Though hybrid and work-from-home (WFH) delivery models are seen increasingly as the “new normal” of the CX industry, they are driving a wedge between buyers and providers.
Both sides of the negotiating table are clashing over the actual costs of remote delivery models, a symptom of the newness of such models and also of the tensions brought by rising inflation and a landscape of high economic uncertainty worldwide.
“Clients ignore them [WFH costs]. They believe that working from home means paying nothing for telcos,” said Miro Batista, CEO of Iterum Connections. “It’s difficult [contract negotiations], because clients always argue those costs; they expect them to be lower.”
Remote work has been pushed as the logical step for CX following the storm unleashed by the COVID-19 pandemic.
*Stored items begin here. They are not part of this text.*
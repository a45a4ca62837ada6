//! Negative-context guards for fallacy rules.
//!
//! A guard inspects the text around a raw pattern match and decides whether
//! the match should be suppressed, so that legitimate argumentation (quoting
//! an opponent, surveying parallel passages, valid modus ponens) is not
//! flagged.

use super::text::{content_tokens, contains_phrase, is_inside_quotes, sentence_bounds};
use serde::{Deserialize, Serialize};
use std::collections::HashSet;
use std::ops::Range;

/// Phrases that mark the sentence as reporting someone else's reasoning.
const ATTRIBUTION_CUES: &[&str] = &[
    "according to",
    "argue that",
    "argued that",
    "argues that",
    "as one critic",
    "claim that",
    "claimed that",
    "claims that",
    "contend that",
    "contends that",
    "critics say",
    "insist that",
    "insists that",
    "objection",
    "objectors",
    "puts it",
    "quoted",
    "some say",
    "wrote that",
    "writes that",
];

/// Phrases that mark a citation run as a survey of parallels.
const SURVEY_CUES: &[&str] = &[
    "among others",
    "cf.",
    "compare",
    "e.g.",
    "echoed",
    "for example",
    "parallel",
    "parallels",
    "see also",
    "such as",
    "survey",
    "throughout",
];

/// Explanatory content words around a citation run at which the run is
/// treated as illustration rather than the sole premise.
const SURVEY_MIN_EXPLANATORY_TOKENS: usize = 8;

/// Share of the consequent's content words the following clause must repeat
/// to count as affirming it.
const CONSEQUENT_RESTATED_RATIO: f64 = 0.5;

const CONCLUSION_CUES: &[&str] = &["therefore", "thus", "hence", "it follows that"];

/// Negative-context predicate attached to a fallacy rule.
#[derive(Debug, Clone, Copy, Default, PartialEq, Eq, Serialize, Deserialize)]
#[serde(rename_all = "snake_case")]
pub enum Guard {
    /// Never suppress
    None,
    /// Suppress inside quotations or after attribution language
    #[default]
    Attribution,
    /// Suppress citation runs used as a survey rather than sole premise
    CitationSurvey,
    /// Suppress if/then matches where the consequent is not restated
    ConsequentNotAffirmed,
}

impl Guard {
    /// Returns `true` when the match at `span` must be dropped.
    pub fn suppresses(&self, text: &str, span: Range<usize>) -> bool {
        match self {
            Guard::None => false,
            Guard::Attribution => is_attributed(text, span.start),
            Guard::CitationSurvey => is_attributed(text, span.start) || is_survey(text, span),
            Guard::ConsequentNotAffirmed => {
                is_attributed(text, span.start) || !affirms_consequent(&text[span])
            }
        }
    }
}

fn is_attributed(text: &str, pos: usize) -> bool {
    if is_inside_quotes(text, pos) {
        return true;
    }
    let (sentence_start, _) = sentence_bounds(text, pos);
    let prefix = text[sentence_start..pos].to_lowercase();
    ATTRIBUTION_CUES.iter().any(|cue| contains_phrase(&prefix, cue))
}

fn is_survey(text: &str, span: Range<usize>) -> bool {
    let (start, _) = sentence_bounds(text, span.start);
    let last_char = text[..span.end]
        .char_indices()
        .next_back()
        .map_or(span.start, |(i, _)| i);
    let (_, end) = sentence_bounds(text, last_char);
    let sentence = text[start..end].to_lowercase();
    if SURVEY_CUES.iter().any(|cue| contains_phrase(&sentence, cue)) {
        return true;
    }

    let outside = format!("{} {}", &text[start..span.start], &text[span.end..end]);
    content_tokens(&outside, 3).len() >= SURVEY_MIN_EXPLANATORY_TOKENS
}

/// Whether an `if A then B. ... therefore ...` passage restates `B` as a
/// premise before concluding.
fn affirms_consequent(passage: &str) -> bool {
    let lower = passage.to_lowercase();
    let Some(then_pos) = super::text::find_phrase(&lower, "then").first().copied() else {
        return false;
    };
    let after_then = &lower[then_pos + "then".len()..];
    let Some(stop) = after_then.find(['.', ';', '!', '?']) else {
        return false;
    };
    let consequent = &after_then[..stop];
    let remainder = &after_then[stop + 1..];
    let conclusion_at = CONCLUSION_CUES
        .iter()
        .filter_map(|cue| super::text::find_phrase(remainder, cue).first().copied())
        .min()
        .unwrap_or(remainder.len());
    let premise = &remainder[..conclusion_at];

    let wanted: HashSet<String> = content_tokens(consequent, 3).into_iter().collect();
    if wanted.is_empty() {
        return false;
    }
    let found: HashSet<String> = content_tokens(premise, 3).into_iter().collect();
    let restated = wanted.intersection(&found).count();
    restated as f64 / wanted.len() as f64 >= CONSEQUENT_RESTATED_RATIO
}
It allowed the industry to continue operating during lockdowns, and now it is being heralded as an optimal option to deal with climbing operating costs.
Though cheaper –at least in theory–, remote work in CX came with unique costs. Pressured by a context of high inflation and the lingering hit of lockdowns, vendors have been pushed to increase their rates considerably, rising tensions in the negotiating table.
“When it comes to technology and remote work, clients have this perception of it being cheaper. You don’t have to pay rent or electricity, but there are other costs. It’s not cheaper; it’s as expensive [than a traditional model], or more costly sometimes,” commented Fabio Herrera, Senior Manager at DashBPO.
Costs Pile Up
The list of costs for a remote CX setup is not short. From cybersecurity to remote training and even potential legal fees, they pile up fast.
Cybersecurity management has grown into one of the most worrisome aspects of a WFH setup. A survey done by cybersec provider Tenable shows that 80% of security and business leaders consider that remote work has exposed them further to cybersecurity risks. In the same survey, 74% said that the implementation of too many new technologies during lockdown increased the impact of cyberattacks.
Though costly, cybersec for a remote setup is not an expense that businesses can ignore. IBM has described the fight against data breaches in companies as a “million-dollar race to detect and respond”. A study done by the IT giant puts the average cost of a data breach in 2021 around US$4.35 million for companies worldwide. For entities in the US, the cost jumps to US$9.44 million.
“When it comes to technology and remote work, clients have this perception of it being cheaper […] It’s not cheaper; it’s as expensive [than a traditional model], or more costly sometimes”—Fabio Herrera, Senior Manager at DashBPO.
Workforce management in a WFH setup also results in extra costs. Training has still to be done, even remotely. Supervision is still required too, and it can gobble more resources when done remotely. Industry players estimate that supervision in a traditional office setup can be done in a ratio of 1:15. In a remote delivery model, the ratio goes down to 1:10.
There’s also the question of providing specialized equipment and software licenses for employees working from home. Though not a universal must, the question keeps making its way into discussions in boardrooms and even government. Several US states require employees to pay for worker expenses even in a remote setup, and some Nearshore territories are giving thought to laws that would force bosses to pay at least for home-office Internet and electricity bills.
This might result in legal headaches for employers unwilling to fork out the cash. Amazon, for example, is currently involved in a lawsuit over reimbursement of expenses for one of its remote employees in California, an issue that experts see potentially exploding down the line.
Although companies could avoid the trouble by returning to a traditional office setup –and some have been trying–, the cat is already out of the bag. A study done by SQM predicts that CX vendors will end up betting for a 60/40 or even 80/20 delivery model, with remote workers representing the bigger portion of the workforce.
Also, survey after survey shows that agents prefer a WFH or hybrid setup. Given CX’s alarmingly high rotation numbers and the increasing demand for customer service, employers find themselves practically forced into a remote delivery model if they want to keep talent around and catch up with demand.
Tech Isn’t Disruptive Enough
Several experts have put automation, cloud-based solutions and other tech tools as the best path to follow in a remote work delivery model, arguing that it will allow for smoother and cheaper operations.
Nevertheless, industry operators consulted by NSAM see little evidence of technology being a clear-cut solution for cost reduction.
Although technology could be of great help for a WFH setup, making it more cost effective, the fact is that other costs pile up, with wages being the main driver.
“Some costs are offset by others that didn’t exist before. Nevertheless, the trade-off is still positive in the bottom line. They’re not disruptive, though, because salaries are still the basis for costs,” said Fabián Saavedra, VP of Customer Care at DirecTv LATAM.
“You can only automate so much. There’s inflation. In our latest RFP, a couple weeks ago, we were within the top three proposals for costs. Even then, every provider had to push costs upward,” added Miro Batista.
Although the costs behind a WFH model have led to friction in the negotiating table, experts don’t see them necessarily leading to impasses. It’ll all come down to how providers justify their prices, the nature of the relationship with their clients and their willingness to be clear and transparent in their pricing.
“I guess it depends on whether providers are presenting cost information in a clear and transparent way. If there’s a good relationship, it’s something that can be sorted out with no issues,” said Saavedra.